> [Problem to solve]
Every line of the material below should be repeated exactly.

> [Information shown]
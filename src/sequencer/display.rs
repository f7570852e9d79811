// Display mode - Which fretboard layers are shown and how they combine
//
// Toggle precedence:
//   notes    on → upcoming off, fingers off     off → upcoming on
//   fingers  on → notes off, shape off
//   shape    on → fingers off, upcoming off (notes kept)
//   upcoming plain toggle

/// Layer drawn under the active notes
#[derive(Debug, Clone, Copy, PartialEq, Eq, Hash)]
pub enum Background {
    /// Every lesson position labelled with its fret number
    Notes,
    /// Every lesson position labelled with its step order
    Shape,
    /// Every lesson position labelled with its finger
    Fingers,
    None,
}

/// Label printed on an active marker
#[derive(Debug, Clone, Copy, PartialEq, Eq, Hash)]
pub enum ActiveLabel {
    StepOrder,
    Finger,
    Fret,
    NoteName,
}

/// Combination of the four display toggles
#[derive(Debug, Clone, Copy, PartialEq, Eq, Hash)]
pub struct DisplayMode {
    notes: bool,
    fingers: bool,
    shape: bool,
    upcoming: bool,
}

impl Default for DisplayMode {
    fn default() -> Self {
        Self {
            notes: false,
            fingers: false,
            shape: false,
            upcoming: true,
        }
    }
}

impl DisplayMode {
    pub fn new() -> Self {
        Self::default()
    }

    pub fn toggle_notes(&mut self) {
        self.notes = !self.notes;
        if self.notes {
            self.upcoming = false;
            self.fingers = false;
        } else {
            self.upcoming = true;
        }
    }

    pub fn toggle_fingers(&mut self) {
        self.fingers = !self.fingers;
        if self.fingers {
            self.notes = false;
            self.shape = false;
        }
    }

    pub fn toggle_shape(&mut self) {
        self.shape = !self.shape;
        if self.shape {
            self.fingers = false;
            self.upcoming = false;
        }
    }

    pub fn toggle_upcoming(&mut self) {
        self.upcoming = !self.upcoming;
    }

    pub fn shows_notes(&self) -> bool {
        self.notes
    }

    pub fn shows_fingers(&self) -> bool {
        self.fingers
    }

    pub fn shows_shape(&self) -> bool {
        self.shape
    }

    pub fn upcoming_enabled(&self) -> bool {
        self.upcoming
    }

    /// Upcoming layer is hidden under the notes and shape backgrounds
    pub fn needs_upcoming(&self) -> bool {
        self.upcoming && !self.notes && !self.shape
    }

    pub fn needs_sequence(&self) -> bool {
        self.notes || self.shape || self.fingers
    }

    pub fn background(&self) -> Background {
        if self.notes {
            Background::Notes
        } else if self.shape {
            Background::Shape
        } else if self.fingers {
            Background::Fingers
        } else {
            Background::None
        }
    }

    pub fn active_label(&self) -> ActiveLabel {
        if self.shape {
            ActiveLabel::StepOrder
        } else if self.fingers {
            ActiveLabel::Finger
        } else if self.notes {
            ActiveLabel::Fret
        } else {
            ActiveLabel::NoteName
        }
    }
}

> [Result for this task]
filename src/sequencer/display.rs
repository f7570852e9d79811
// Display mode - Which fretboard layers are shown and how they combine
//
// Toggle precedence:
//   notes    on → upcoming off, fingers off     off → upcoming on
//   fingers  on → notes off, shape off
//   shape    on → fingers off, upcoming off (notes kept)
//   upcoming plain toggle

/// Layer drawn under the active notes
#[derive(Debug, Clone, Copy, PartialEq, Eq, Hash)]
pub enum Background {
    /// Every lesson position labelled with its fret number
    Notes,
    /// Every lesson position labelled with its step order
    Shape,
    /// Every lesson position labelled with its finger
    Fingers,
    None,
}

/// Label printed on an active marker
#[derive(Debug, Clone, Copy, PartialEq, Eq, Hash)]
pub enum ActiveLabel {
    StepOrder,
    Finger,
    Fret,
    NoteName,
}

/// Combination of the four display toggles
#[derive(Debug, Clone, Copy, PartialEq, Eq, Hash)]
pub struct DisplayMode {
    notes: bool,
    fingers: bool,
    shape: bool,
    upcoming: bool,
}

impl Default for DisplayMode {
    fn default() -> Self {
        Self {
            notes: false,
            fingers: false,
            shape: false,
            upcoming: true,
        }
    }
}

impl DisplayMode {
    pub fn new() -> Self {
        Self::default()
    }

    pub fn toggle_notes(&mut self) {
        self.notes = !self.notes;
        if self.notes {
            self.upcoming = false;
            self.fingers = false;
        } else {
            self.upcoming = true;
        }
    }

    pub fn toggle_fingers(&mut self) {
        self.fingers = !self.fingers;
        if self.fingers {
            self.notes = false;
            self.shape = false;
        }
    }

    pub fn toggle_shape(&mut self) {
        self.shape = !self.shape;
        if self.shape {
            self.fingers = false;
            self.upcoming = false;
        }
    }

    pub fn toggle_upcoming(&mut self) {
        self.upcoming = !self.upcoming;
    }

    pub fn shows_notes(&self) -> bool {
        self.notes
    }

    pub fn shows_fingers(&self) -> bool {
        self.fingers
    }

    pub fn shows_shape(&self) -> bool {
        self.shape
    }

    pub fn upcoming_enabled(&self) -> bool {
        self.upcoming
    }

    /// Upcoming layer is hidden under the notes and shape backgrounds
    pub fn needs_upcoming(&self) -> bool {
        self.upcoming && !self.notes && !self.shape
    }

    pub fn needs_sequence(&self) -> bool {
        self.notes || self.shape || self.fingers
    }

    pub fn background(&self) -> Background {
        if self.notes {
            Background::Notes
        } else if self.shape {
            Background::Shape
        } else if self.fingers {
            Background::Fingers
        } else {
            Background::None
        }
    }

    pub fn active_label(&self) -> ActiveLabel {
        if self.shape {
            ActiveLabel::StepOrder
        } else if self.fingers {
            ActiveLabel::Finger
        } else if self.notes {
            ActiveLabel::Fret
        } else {
            ActiveLabel::NoteName
        }
    }
}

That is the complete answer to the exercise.